EDIT: There's no point in being fancy about this, since we want to reverse the process shortly.

egg_data <- within(egg_data, 
  Location <- paste(Latitude, Longitude, sep = ",")
)

Then there are loads of ways of getting the mean.

means_by_location <- with(egg_data, tapply(Eggs, Location, mean))

or

library(plyr)
means_by_location2 <- ddply(egg_data, .(Location), summarise, Mean.eggs = mean(Eggs))

or

means_by_location3 <- aggregate(Eggs ~ Location, egg_data, mean)

or

means_by_location4 <- with(egg_data, by(Eggs, Location, mean))

EDIT: For the next bit, you want to hav the result in a data frame, so use method 2 or 3.

Add the latitude and longitude back in to your new dataset. (Lots of ways of doing this.)

lat_long <- strsplit(means_by_location2$Location, ",")
means_by_location2$Latitude <- sapply(lat_long, function(x) x[1]) 
means_by_location2$Longitude <- sapply(lat_long, function(x) x[2])

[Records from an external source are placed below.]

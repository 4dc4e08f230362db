//! Render surfaces: pure functions from a stream and its reducer state to a styled panel.
//! They own no timers; whoever paints them decides colours for each [`Tone`].

pub mod agents;
pub mod chat;
pub mod metrics;
pub mod showcase;
pub mod tools;
pub mod trace;

use serde::{Deserialize, Serialize};

/// Semantic colour of a span
#[derive(Debug, Clone, Copy, PartialEq, Eq, Hash, Serialize, Deserialize)]
#[serde(rename_all = "snake_case")]
pub enum Tone {
	Plain,
	Muted,
	Accent,
	User,
	Responder,
	Thinking,
	Action,
	Observation,
	Decision,
	Error,
	Done,
}

#[derive(Debug, Clone, Copy, Default, PartialEq, Eq, Serialize, Deserialize)]
#[serde(rename_all = "snake_case")]
pub enum Align {
	#[default]
	Left,
	Right,
}

#[derive(Debug, Clone, PartialEq, Eq, Serialize, Deserialize)]
pub struct Span {
	pub text: String,
	pub tone: Tone,
}

impl Span {
	pub fn new(text: impl Into<String>, tone: Tone) -> Self {
		Self { text: text.into(), tone }
	}

	pub fn plain(text: impl Into<String>) -> Self {
		Self::new(text, Tone::Plain)
	}
}

#[derive(Debug, Clone, Default, PartialEq, Eq, Serialize, Deserialize)]
pub struct Line {
	pub spans: Vec<Span>,
	pub align: Align,
}

impl Line {
	pub fn new(spans: Vec<Span>) -> Self {
		Self { spans, align: Align::Left }
	}

	pub fn from_span(span: Span) -> Self {
		Self::new(vec![span])
	}

	pub fn right(mut self) -> Self {
		self.align = Align::Right;
		self
	}

	pub fn text(&self) -> String {
		self.spans.iter().map(|s| s.text.as_str()).collect()
	}

	pub fn width(&self) -> usize {
		self.spans.iter().map(|s| s.text.chars().count()).sum()
	}
}

#[derive(Debug, Clone, PartialEq, Eq, Serialize, Deserialize)]
pub struct Panel {
	pub title: String,
	/// Header badge, e.g. a live pulse while something is in progress
	pub indicator: Option<Span>,
	pub lines: Vec<Line>,
}

impl Panel {
	pub fn new(title: impl Into<String>) -> Self {
		Self {
			title: title.into(),
			indicator: None,
			lines: Vec::new(),
		}
	}

	pub fn with_indicator(mut self, indicator: Span) -> Self {
		self.indicator = Some(indicator);
		self
	}

	pub fn push(&mut self, line: Line) {
		self.lines.push(line);
	}
}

This is your first question answered.


For the second question, you need to think a bit more. Take a look a plot of eggs by location.

library(ggplot2)
(p <- ggplot(means_by_location2, aes(Longitude, Latitude, colour = log10(Mean.eggs  +1))) +
  geom_point() +
  scale_colour_gradient(low = "#FFFFFF", high = "#0000FF", space = "Lab")
)

Are you interpolating north to south, or east to west, or with all neighbouring points? There are lots of different possibilities and they may have different answers. It's a nontrivial task to say which interpolation is best.